Show each line of the data below that has the string "constants" in it.

------------------------------------------------------------

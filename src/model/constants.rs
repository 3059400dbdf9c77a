//! Configuration constants and default values.
//!
//! This module contains the widget geometry, timing constants,
//! NSUserDefaults keys and opener limits.

use std::time::Duration;

// === Window Geometry ===

/// Collapsed window edge length in points.
pub const COLLAPSED_SIZE: f64 = 80.0;

/// Expanded window edge length in points.
pub const EXPANDED_SIZE: f64 = 400.0;

/// Corner radius of the widget background.
pub const CORNER_RADIUS: f64 = 40.0;

/// Distance from the screen's top-right corner at launch.
pub const WIDGET_MARGIN: f64 = 40.0;

/// Collapsed fill color (R, G, B, A), a deep cyan.
pub const COLLAPSED_COLOR: (f64, f64, f64, f64) = (2.7 / 255.0, 101.0 / 255.0, 155.0 / 255.0, 1.0);

/// Expanded fill color (R, G, B, A) - system blue.
pub const EXPANDED_COLOR: (f64, f64, f64, f64) = (0.0, 0.48, 1.0, 1.0);

// === Timing ===

/// Quiet period after hover-exit before the window collapses.
pub const COLLAPSE_DELAY: Duration = Duration::from_millis(500);

/// Delay between deferred editor batches.
pub const BATCH_DELAY: Duration = Duration::from_millis(500);

/// Interval of the main-thread timer that drains the event bus.
pub const EVENT_TICK_SECS: f64 = 0.05;

// === NSUserDefaults Keys ===

/// Key for the security-scoped bookmark of the authorized directory.
pub const PREF_DIRECTORY_BOOKMARK: &str = "DuMemoAuthorizedDirectoryBookmark";

// === Opener Limits ===

/// Maximum number of files passed to the editor in the primary attempt.
pub const MAX_PRIMARY_FILES: usize = 20;

/// Number of files per deferred batch after "too many open files".
pub const BATCH_SIZE: usize = 10;

/// Search path handed to the editor process.
pub const EDITOR_SEARCH_PATH: &str = "/usr/bin:/bin:/usr/sbin:/sbin";

/// Shell used for the bare-name editor fallback.
pub const FALLBACK_SHELL: &str = "/bin/sh";
//! Structured logging: JSONL to a file and compact lines to stderr.
//!
//! - **JSONL** at `~/Library/Logs/DuMemo/dumemo.jsonl`, one JSON object per line
//! - **Compact** human-readable output on stderr
//!
//! The default filter is `info`; `RUST_LOG` overrides it.
//!
//! ```rust,ignore
//! let _guard = dumemo::logging::init();
//! tracing::info!(path = %p.display(), "File dropped");
//! ```

use std::fs::{self, OpenOptions};
use std::path::PathBuf;

use tracing_appender::non_blocking::WorkerGuard;
use tracing_subscriber::fmt::format::FmtSpan;
use tracing_subscriber::layer::SubscriberExt;
use tracing_subscriber::util::SubscriberInitExt;
use tracing_subscriber::{fmt, EnvFilter};

const LOG_FILE: &str = "dumemo.jsonl";

/// Keeps the file writer alive; dropping it flushes pending lines.
pub struct LoggingGuard {
    _file_guard: Option<WorkerGuard>,
}

/// Install the global subscriber. Keep the guard for the program's lifetime.
pub fn init() -> LoggingGuard {
    let log_path = log_path();
    let file = log_path
        .parent()
        .map(fs::create_dir_all)
        .transpose()
        .and_then(|_| OpenOptions::new().create(true).append(true).open(&log_path));

    let (json_layer, file_guard) = match file {
        Ok(file) => {
            let (writer, guard) = tracing_appender::non_blocking(file);
            let layer = fmt::layer()
                .json()
                .with_writer(writer)
                .with_timer(fmt::time::UtcTime::rfc_3339())
                .with_target(true)
                .with_level(true)
                .with_current_span(true)
                .with_span_events(FmtSpan::NONE);
            (Some(layer), Some(guard))
        }
        Err(e) => {
            eprintln!("[dumemo] cannot open log file {}: {}", log_path.display(), e);
            (None, None)
        }
    };

    let env_filter = EnvFilter::try_from_default_env().unwrap_or_else(|_| EnvFilter::new("info"));

    let stderr_layer = fmt::layer()
        .with_writer(std::io::stderr)
        .with_target(false)
        .compact();

    tracing_subscriber::registry()
        .with(env_filter)
        .with(json_layer)
        .with(stderr_layer)
        .init();

    tracing::info!(
        event_type = "app_lifecycle",
        action = "started",
        log_path = %log_path.display(),
        "Logging initialized"
    );

    LoggingGuard {
        _file_guard: file_guard,
    }
}

/// `~/Library/Logs/DuMemo/dumemo.jsonl`, or the temp dir without a home.
pub fn log_path() -> PathBuf {
    dirs::home_dir()
        .map(|h| h.join("Library").join("Logs").join("DuMemo"))
        .unwrap_or_else(|| std::env::temp_dir().join("dumemo-logs"))
        .join(LOG_FILE)
}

------------------------------------------------------------

ANSWER SPACE ->
filename src/model/constants.rs
//! Configuration constants and default values.
//! This module contains the widget geometry, timing constants,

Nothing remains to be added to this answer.